The euro got pummeled across the board, which was actually holding serve until former Greek P.M. ‘L-Pap’ (his Greek rap name) commented that the Greeks had no choice but to stick with a painful austerity program or face a painful exit. He also let slip many European states were already making contingency plans for any eventuality (read Greek exit).

Needless to say, the euro got hammered losing over 125 pips on an open to close basis yielding the 1.28 and 1.27 figures in the process. Stop loss orders were likely tripped as there was heavy volume coming in after the European close, suggesting covering of the bounces over the last two days.

Keep in mind the Institute of International Finance said Spanish banks could need another €76B to cover loan losses. Remember, as we stated before, the top 3 Spanish banks are 2x the size of the Spanish GDP and they hold most of the toxic housing loans so if they tumble another 10-15%, you can see more banks being nationalized and the EUR losing 1.26 as they continue to fall. Keep in mind the EU Summit is tomorrow so watch for comments and rhetoric out of there to determine direction.

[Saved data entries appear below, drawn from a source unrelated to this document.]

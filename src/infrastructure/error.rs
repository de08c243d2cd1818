//! Infrastructure-level errors (wraps application errors)

use thiserror::Error;

use crate::application::ApplicationError;

/// Infrastructure errors wrap application errors and add I/O-level concerns.
#[derive(Error, Debug)]
pub enum InfraError {
    #[error("{0}")]
    Application(#[from] ApplicationError),

    #[error("cannot set up API client: {0}")]
    Api(#[from] ApiError),

    #[error("I/O error: {context}")]
    Io {
        context: String,
        #[source]
        source: std::io::Error,
    },
}

impl InfraError {
    /// Create an I/O error with context.
    pub fn io(context: impl Into<String>, source: std::io::Error) -> Self {
        Self::Io {
            context: context.into(),
            source,
        }
    }
}

/// Result type for infrastructure layer operations.
pub type InfraResult<T> = Result<T, InfraError>;

/// Errors talking to the Duo Admin API over HTTP.
///
/// Converted into the application's `Remote*` variants at the `AdminApi` boundary.
#[derive(Error, Debug)]
pub enum ApiError {
    #[error("HTTP request failed: {0}")]
    Transport(#[from] reqwest::Error),

    #[error("unexpected HTTP status {status}: {body}")]
    Status { status: u16, body: String },

    #[error("{code}: {message}{}", .detail.as_deref().map(|d| format!(" ({d})")).unwrap_or_default())]
    Api {
        code: i64,
        message: String,
        detail: Option<String>,
    },

    #[error("cannot decode response: {0}")]
    Decode(String),
}
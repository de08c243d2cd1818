//! CLI-level errors (wraps infrastructure errors)

use thiserror::Error;

use crate::application::ApplicationError;
use crate::infrastructure::InfraError;

/// CLI errors are the top-level error type.
/// These are what get displayed to the user.
#[derive(Error, Debug)]
pub enum CliError {
    #[error("{0}")]
    Infra(#[from] InfraError),

    #[error("{0}")]
    Usage(String),
}

impl From<ApplicationError> for CliError {
    fn from(e: ApplicationError) -> Self {
        CliError::Infra(InfraError::Application(e))
    }
}

/// Result type for CLI operations.
pub type CliResult<T> = Result<T, CliError>;

impl CliError {
    /// Get the appropriate exit code for this error.
    pub fn exit_code(&self) -> i32 {
        match self {
            CliError::Usage(_) => crate::exitcode::USAGE,
            CliError::Infra(e) => match e {
                InfraError::Io { .. } => crate::exitcode::IOERR,
                InfraError::Api(_) => crate::exitcode::SOFTWARE,
                InfraError::Application(app) => match app {
                    ApplicationError::ConfigNotFound(_) => crate::exitcode::NOINPUT,
                    ApplicationError::ConfigParse { .. } => crate::exitcode::DATAERR,
                    ApplicationError::ConfigIncomplete { .. } | ApplicationError::Config { .. } => {
                        crate::exitcode::CONFIG
                    }
                    ApplicationError::RemoteList { .. } => crate::exitcode::UNAVAILABLE,
                    ApplicationError::OperationFailed { .. } => crate::exitcode::IOERR,
                    _ => crate::exitcode::SOFTWARE,
                },
            },
        }
    }
}

#[cfg(test)]
mod tests {
    use super::*;
    use std::path::PathBuf;

    #[test]
    fn given_config_errors_when_mapping_exit_code_then_sysexits_values() {
        let not_found: CliError = ApplicationError::ConfigNotFound(PathBuf::from("x")).into();
        let parse: CliError = ApplicationError::ConfigParse {
            path: PathBuf::from("x"),
            message: "bad".into(),
        }
        .into();
        let incomplete: CliError = ApplicationError::ConfigIncomplete {
            path: PathBuf::from("x"),
            missing: vec!["skey"],
        }
        .into();

        assert_eq!(not_found.exit_code(), crate::exitcode::NOINPUT);
        assert_eq!(parse.exit_code(), crate::exitcode::DATAERR);
        assert_eq!(incomplete.exit_code(), crate::exitcode::CONFIG);
    }

    #[test]
    fn given_list_failure_when_mapping_exit_code_then_unavailable() {
        let err: CliError = ApplicationError::RemoteList {
            reason: "timeout".into(),
        }
        .into();
        assert_eq!(err.exit_code(), crate::exitcode::UNAVAILABLE);
    }
}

Meanwhile, the rose scent is coming off of "FacePlant" which got hammered again, losing 3% on the day and is currently trading at $30.80 in after-market trading with over 100mm shares changing hands. Note, the underwriters of this cut the earnings forecasts in the middle of the IPO roadshow, but only told the main investors and bankers (read never went public). Can you say SEC investigation? This likely means it should be trading at half the value of its IPO price, but hey – underwriters have to make their money so screw mom and pop investors who got sucked into the IPO open.

AUD/USD – About To Form Yearly Lows


While the EUR/USD has a record number of IMM shorts which makes it vulnerable to a massive short squeeze on any "positive" announcement coming out of Europe, we feel its best to trade other pairs and instruments for now and one that lines up is the AUD/USD. Why? Because a) it formed a bearish engulfing bar today and b) its about to print some new yearly lows and has some considerable downside play.

Just after the NY close, the pair formed a  yearly low of .9781 and is currently about 9pips above that as of this writing. The last 3 days have formed a series of range bars, but with the heavy selling today, we suspect this is going to go unless there are some serious buyers wanting to come in and play the "oversold" card. We are not sure this is the case and if .9775 goes, we can see further deterioration down to .9675 and possibly the 2011 lows at .9387 which is quite a ways down.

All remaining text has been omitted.